Chica usava chinelos de casa nos pés.
Ao andar, quase não fazia barulho algum.
Assim que entrou na sala de estar, começou a correr.
Correu até seu próprio quarto de uma vez só e pediu ao robô que ligasse para o pai.
Ligou duas vezes, mas ninguém atendeu.
Na terceira tentativa, Cristiano atendeu.
"O papai ainda está ocupado, vai voltar para casa mais tarde."
"Mas papai, eu tenho uma coisa para te contar..."
"Hum, assim que eu chegar em casa vou direto falar com você, aí você me conta."
A ligação foi encerrada.
Chica fez um biquinho e voltou para a cama, deitando-se novamente.
Não demorou muito para que Rita abrisse a porta do quarto infantil.
Ao ver Chica dormindo profundamente, Rita soltou um suspiro de alívio.
Há pouco, no jardim, ela achou que tinha ouvido um som ofegante.
Virou-se para procurar, mas não viu nada.
Quanto mais pensava, mais inquieta ficava.
Além de Chica, não havia mais ninguém na casa principal.
Rita quis testar se Chica estava apenas fingindo dormir.
Aproximou-se da cama, enfiou o indicador debaixo da axila de Chica e fez cócegas.
Chica coçou o local, virou-se e continuou dormindo.
Só então Rita pôde relaxar completamente.
Ainda há pouco, ela tinha dado mais quinhentos mil ao eletricista, totalizando um milhão.
O eletricista finalmente concordou em deixar a Mansão Rosa.
Quando Cristiano voltasse, bastava dizer que o eletricista havia se desligado normalmente.
Rita esperou até as três da manhã.
Cristiano chegou, foi primeiro ao quarto infantil ver Chica, e em seu rosto cansado surgiu um raro sorriso.
Cobriu Chica direitinho, só então voltou para o próprio quarto.
Rita trouxe uma tigela de caldo de peixe para Cristiano.
Cristiano não conseguiu beber e deixou de lado, perguntando a Rita: "Por que ainda não foi dormir?"

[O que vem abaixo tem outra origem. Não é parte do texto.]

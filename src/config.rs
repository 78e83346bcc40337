//! Configuration loading for the route planner

use crate::error::Result;
use crate::route::RouteStyle;
use serde::Deserialize;
use std::path::Path;

/// Main configuration structure
#[derive(Clone, Debug, Deserialize)]
pub struct PlannerConfig {
    #[serde(default)]
    pub search: SearchConfig,
    #[serde(default)]
    pub route: RouteConfig,
    #[serde(default)]
    pub cache: CacheConfig,
    #[serde(default)]
    pub style: RouteStyle,
}

/// Graph search settings
#[derive(Clone, Debug, Deserialize)]
pub struct SearchConfig {
    /// Iteration cap before a search is abandoned (default: 100000)
    #[serde(default = "default_max_iterations")]
    pub max_iterations: usize,
}

/// Route geometry settings
#[derive(Clone, Debug, Deserialize)]
pub struct RouteConfig {
    /// Cardinal spline tension (default: 0.25)
    #[serde(default = "default_spline_tension")]
    pub spline_tension: f64,

    /// Interpolated samples per control-point pair (default: 8)
    #[serde(default = "default_spline_samples")]
    pub spline_samples: usize,
}

/// Path cache settings
#[derive(Clone, Debug, Deserialize)]
pub struct CacheConfig {
    /// TTL assigned to freshly inserted routes (default: 3)
    #[serde(default = "default_initial_ttl")]
    pub initial_ttl: i32,

    /// Suggested interval between sweep() calls in seconds (default: 60).
    /// The cache never spawns its own timer; the embedder drives the
    /// sweep at this cadence.
    #[serde(default = "default_sweep_interval_secs")]
    pub sweep_interval_secs: u64,
}

impl Default for SearchConfig {
    fn default() -> Self {
        Self {
            max_iterations: default_max_iterations(),
        }
    }
}

impl Default for RouteConfig {
    fn default() -> Self {
        Self {
            spline_tension: default_spline_tension(),
            spline_samples: default_spline_samples(),
        }
    }
}

impl Default for CacheConfig {
    fn default() -> Self {
        Self {
            initial_ttl: default_initial_ttl(),
            sweep_interval_secs: default_sweep_interval_secs(),
        }
    }
}

impl Default for PlannerConfig {
    fn default() -> Self {
        Self {
            search: SearchConfig::default(),
            route: RouteConfig::default(),
            cache: CacheConfig::default(),
            style: RouteStyle::default(),
        }
    }
}

// Default value functions
fn default_max_iterations() -> usize {
    100_000
}
fn default_spline_tension() -> f64 {
    0.25
}
fn default_spline_samples() -> usize {
    8
}
fn default_initial_ttl() -> i32 {
    3
}
fn default_sweep_interval_secs() -> u64 {
    60
}

impl PlannerConfig {
    /// Load configuration from a TOML file
    pub fn load(path: impl AsRef<Path>) -> Result<Self> {
        let content = std::fs::read_to_string(path)?;
        let config: PlannerConfig = toml::from_str(&content)?;
        Ok(config)
    }
}
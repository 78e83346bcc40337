//! Navmesh dataset loading and the runtime mesh database.
//!
//! The dataset is produced by an offline baking tool and consumed here
//! as-is; this crate never mutates the mesh after load.

mod database;
mod dataset;

pub use database::{MeshDatabase, Vertex};
pub use dataset::MeshDataset;
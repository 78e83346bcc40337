//! Multi-leg route assembled by the plotter.

use crate::core::Waypoint;
use crate::route::RouteSegment;

/// Ordered sequence of planned legs, one per requested waypoint pair.
#[derive(Debug, Clone, Default)]
pub struct Route {
    segments: Vec<RouteSegment>,
}

impl Route {
    pub fn new() -> Self {
        Self::default()
    }

    pub fn push(&mut self, segment: RouteSegment) {
        self.segments.push(segment);
    }

    pub fn segment(&self, index: usize) -> Option<&RouteSegment> {
        self.segments.get(index)
    }

    pub fn segments(&self) -> &[RouteSegment] {
        &self.segments
    }

    pub fn len(&self) -> usize {
        self.segments.len()
    }

    pub fn is_empty(&self) -> bool {
        self.segments.is_empty()
    }

    /// Total great-circle length over all legs in kilometers.
    pub fn distance(&self) -> f64 {
        self.segments.iter().map(|s| s.distance()).sum()
    }

    /// Concatenated waypoint sequence with leg joints deduplicated:
    /// each leg ends where the next begins, so the shared point is
    /// emitted once.
    pub fn waypoints(&self) -> Vec<Waypoint> {
        let mut out: Vec<Waypoint> = Vec::new();
        for segment in &self.segments {
            for wp in segment.waypoints() {
                if let Some(last) = out.last() {
                    if last.coordinate.distance(&wp.coordinate) < 1e-9 {
                        continue;
                    }
                }
                out.push(wp.clone());
            }
        }
        out
    }
}
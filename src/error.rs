//! Error types for VarunaNav.
//!
//! Every failure in the planning pipeline is returned as a discriminated
//! variant to the immediate caller; nothing in this crate aborts the
//! process. A path-cache miss is not an error and never appears here --
//! cache lookups return `Option` instead.

use thiserror::Error;

/// Which end of a leg failed to snap onto the mesh.
#[derive(Debug, Clone, Copy, PartialEq, Eq)]
pub enum SnapTarget {
    Origin,
    Destination,
}

impl std::fmt::Display for SnapTarget {
    fn fmt(&self, f: &mut std::fmt::Formatter<'_>) -> std::fmt::Result {
        match self {
            SnapTarget::Origin => write!(f, "origin"),
            SnapTarget::Destination => write!(f, "destination"),
        }
    }
}

/// VarunaNav error type.
#[derive(Error, Debug)]
pub enum VarunaError {
    /// Fewer than two waypoints were supplied to the plotter.
    #[error("Need at least 2 waypoints to plot a route, got {0}")]
    TooFewWaypoints(usize),

    /// Could not locate a mesh vertex near a leg endpoint.
    #[error("Could not locate a mesh vertex near the {target} at ({lat:.4}, {lon:.4})")]
    SnapFailed {
        target: SnapTarget,
        lat: f64,
        lon: f64,
    },

    /// The search exhausted its open set without reaching the goal.
    ///
    /// Distinct from [`VarunaError::SnapFailed`]: both endpoints are on
    /// the mesh, but no navigable connection exists between them.
    #[error("No navigable path between mesh vertices {from} and {to}")]
    NoPath { from: u32, to: u32 },

    /// A vertex id outside the loaded mesh was requested.
    #[error("Vertex {0} is not in the mesh")]
    UnknownVertex(u32),

    /// A voyage edit addressed a waypoint position that does not exist.
    #[error("Waypoint index {index} out of range for voyage of {len}")]
    WaypointIndex { index: usize, len: usize },

    /// The mesh database has not loaded the fields required for routing.
    #[error("Navmesh database is not ready: {0}")]
    MeshNotReady(String),

    /// Malformed dataset or serialized geometry.
    #[error("Dataset error: {0}")]
    Dataset(String),

    #[error("Configuration error: {0}")]
    Config(String),

    #[error("I/O error: {0}")]
    Io(#[from] std::io::Error),
}

impl From<serde_json::Error> for VarunaError {
    fn from(e: serde_json::Error) -> Self {
        VarunaError::Dataset(e.to_string())
    }
}

impl From<toml::de::Error> for VarunaError {
    fn from(e: toml::de::Error) -> Self {
        VarunaError::Config(e.to_string())
    }
}

pub type Result<T> = std::result::Result<T, VarunaError>;
//! Runtime mesh database.
//!
//! Owns every vertex and a spatial index over them, built once at load.
//! The database is immutable after construction: per-search A* state
//! lives in the pathfinder's own scratch, never on vertices, so any
//! number of concurrent searches may share one database.

use std::path::Path;

use log::warn;

use crate::core::Coordinate;
use crate::error::Result;
use crate::geometry::{GeometryCache, Shape};
use crate::mesh::MeshDataset;

/// One navigable-water mesh node.
#[derive(Debug, Clone)]
pub struct Vertex {
    /// Stable id; equals the vertex's position in the dataset `index`.
    pub id: u32,
    pub coordinate: Coordinate,
    /// Ids of directly reachable neighbor vertices.
    pub adjacent: Vec<u32>,
    /// Clearance per neighbor, aligned with `adjacent`.
    pub clearance: Vec<f64>,
}

impl Vertex {
    /// Fast geographic distance to another vertex.
    #[inline]
    pub fn distance_to(&self, other: &Vertex) -> f64 {
        self.coordinate.fast_geographic_distance(&other.coordinate)
    }
}

/// Static navigable graph with nearest-vertex snapping and per-edge
/// clearance lookup.
#[derive(Debug, Clone)]
pub struct MeshDatabase {
    vertices: Vec<Vertex>,
    index: GeometryCache,
    route_index: Vec<Vec<i32>>,
    route_data: Vec<f64>,
    ready: bool,
}

impl MeshDatabase {
    /// Load a database from a navmesh JSON file.
    pub fn load(path: impl AsRef<Path>) -> Result<Self> {
        let dataset = MeshDataset::from_file(path)?;
        Ok(Self::from_dataset(dataset))
    }

    /// Build a database from an already-parsed dataset.
    ///
    /// Structural problems are logged and tolerated; the load proceeds
    /// with whatever is usable. Callers must check
    /// [`MeshDatabase::is_ready`] before routing.
    pub fn from_dataset(dataset: MeshDataset) -> Self {
        for problem in dataset.validate() {
            warn!("Navmesh dataset: {problem}");
        }

        let mut vertices = Vec::with_capacity(dataset.index.len());
        let mut index = GeometryCache::new();

        for (i, pair) in dataset.index.iter().enumerate() {
            let coordinate = Coordinate::new(pair[0], pair[1]);
            let adjacent = dataset.adjacent.get(i).cloned().unwrap_or_default();
            let clearance = match dataset.clearance.get(i) {
                Some(c) if c.len() == adjacent.len() => c.clone(),
                Some(c) => {
                    warn!(
                        "Vertex {i}: clearance list has {} entries for {} neighbors, padding with 0",
                        c.len(),
                        adjacent.len()
                    );
                    let mut padded = c.clone();
                    padded.resize(adjacent.len(), 0.0);
                    padded
                }
                None => vec![0.0; adjacent.len()],
            };

            vertices.push(Vertex {
                id: i as u32,
                coordinate,
                adjacent,
                clearance,
            });
            index.add(Shape::point(coordinate));
        }

        let ready = dataset.is_routable();
        Self {
            vertices,
            index,
            route_index: dataset.route_index,
            route_data: dataset.route_data,
            ready,
        }
    }

    /// Whether the fields required for routing were loaded.
    pub fn is_ready(&self) -> bool {
        self.ready
    }

    pub fn len(&self) -> usize {
        self.vertices.len()
    }

    pub fn is_empty(&self) -> bool {
        self.vertices.is_empty()
    }

    pub fn vertex_by_index(&self, id: u32) -> Option<&Vertex> {
        self.vertices.get(id as usize)
    }

    pub fn coordinate_of(&self, id: u32) -> Option<Coordinate> {
        self.vertex_by_index(id).map(|v| v.coordinate)
    }

    /// Snap an arbitrary coordinate onto the nearest mesh vertex.
    ///
    /// Uses the object cache's expanding-ring search; see
    /// [`GeometryCache::find_nearest_index`] for its (deliberate)
    /// non-global-nearest behavior.
    pub fn nearest_vertex(&self, at: &Coordinate) -> Option<&Vertex> {
        // Cache indices and vertex ids coincide: vertices are inserted
        // in id order.
        self.index
            .find_nearest_index(at)
            .map(|i| &self.vertices[i])
    }

    /// Directional edge clearance from vertex `a` to vertex `b`.
    ///
    /// Resolves `b`'s position in `a`'s adjacency, follows the signed
    /// entry in the route-index table (sign = direction, magnitude =
    /// slot) into the flat clearance table. Any miss along the way
    /// yields 0.0 -- absent clearance means no sea-room to spend on
    /// smoothing, not an error.
    pub fn edge_clearance(&self, a: u32, b: u32) -> f64 {
        let Some(vertex) = self.vertex_by_index(a) else {
            return 0.0;
        };
        let Some(position) = vertex.adjacent.iter().position(|&n| n == b) else {
            return 0.0;
        };
        let Some(entry) = self.route_index.get(a as usize).and_then(|r| r.get(position)) else {
            return 0.0;
        };
        self.route_data
            .get(entry.unsigned_abs() as usize)
            .copied()
            .unwrap_or(0.0)
    }
}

Rita tirou o paletó de Cristiano, parecendo uma esposa esperando o marido voltar para casa, e disse suavemente:
"Estava te esperando."
"Não precisa me esperar, vou estar bem ocupado esses dias."
Rita perguntou: "O X3 ainda vai continuar em desenvolvimento?"
Cristiano já considerava Rita parte da família, nunca pensou em esconder nada dela.
"Sim, agora não tem mais volta."
"Acho que a Hera vai procurar o Grupo Cubo para um projeto de software. Mas se imaginei isso, ela certamente também percebeu que eu imaginei..."
Cristiano massageou as têmporas, exausto.
Mas se o caminho da Hera não desse certo, qual seria o próximo, ele realmente não sabia.
No trabalho, Hera era sempre imprevisível.
Seu raciocínio era como os rios Amazonas e São Francisco, interminável e impossível de acompanhar.
Cristiano não quis falar muito mais, foi tomar banho.
Ao sair, estava apenas com uma toalha enrolada na cintura.
Rita ainda estava lá.
A intenção era clara.
Quando Cristiano ia dizer algo, Rita se aproximou, tirou a toalha de suas mãos e começou a secar seus cabelos.
"Irmão, ainda não te contei, o pai de uma colega minha, o eletricista, teve um problema em casa e amanhã não virá mais para o sítio. Já acertei tudo com ele."
Cristiano respondeu friamente: "Esse tipo de coisa você pode decidir sozinha."